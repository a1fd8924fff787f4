//! STREAK Storage - Persistent Cache Store
//!
//! Durable year → [`streak_core::CacheEntry`] storage. Nothing here touches
//! the network.

pub mod cache;

pub use cache::{
    CacheLookup, CacheStats, CacheStore, InMemoryCacheStore, LmdbCacheError, LmdbCacheStore,
    YearCache,
};
//! Tracing subscriber setup.
//!
//! Logs go to stderr so stdout stays clean JSON.

use tracing_subscriber::{fmt, layer::SubscriberExt, util::SubscriberInitExt, EnvFilter};

use crate::error::{CliError, CliResult};

/// Filter used when `RUST_LOG` is unset.
pub const DEFAULT_FILTER: &str = "streak=info,streak_cli=info,streak_sync=info,streak_storage=warn";

pub fn init_tracing(json: bool) -> CliResult<()> {
    let filter = EnvFilter::try_from_default_env().unwrap_or_else(|_| EnvFilter::new(DEFAULT_FILTER));
    let registry = tracing_subscriber::registry().with(filter);

    let result = if json {
        registry
            .with(fmt::layer().json().with_writer(std::io::stderr))
            .try_init()
    } else {
        registry
            .with(fmt::layer().with_target(false).with_writer(std::io::stderr))
            .try_init()
    };

    result.map_err(|e| CliError::Telemetry(e.to_string()))
}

* * *

WORK REQUIRED -
Word for word, write out the entire listing once more.

SOLVED PROBLEM -
repository a1fd8924fff787f4
//! STREAK Storage - Persistent Cache Store
//!
//! Durable year → [`streak_core::CacheEntry`] storage. Nothing here touches
//! the network.

pub mod cache;

pub use cache::{
    CacheLookup, CacheStats, CacheStore, InMemoryCacheStore, LmdbCacheError, LmdbCacheStore,
    YearCache,
};
//! Tracing subscriber setup.
//!
//! Logs go to stderr so stdout stays clean JSON.

use tracing_subscriber::{fmt, layer::SubscriberExt, util::SubscriberInitExt, EnvFilter};

use crate::error::{CliError, CliResult};

/// Filter used when `RUST_LOG` is unset.
pub const DEFAULT_FILTER: &str = "streak=info,streak_cli=info,streak_sync=info,streak_storage=warn";

pub fn init_tracing(json: bool) -> CliResult<()> {
    let filter = EnvFilter::try_from_default_env().unwrap_or_else(|_| EnvFilter::new(DEFAULT_FILTER));
    let registry = tracing_subscriber::registry().with(filter);

    let result = if json {
        registry
            .with(fmt::layer().json().with_writer(std::io::stderr))
            .try_init()
    } else {
        registry
            .with(fmt::layer().with_target(false).with_writer(std::io::stderr))
            .try_init()
    };

    result.map_err(|e| CliError::Telemetry(e.to_string()))
}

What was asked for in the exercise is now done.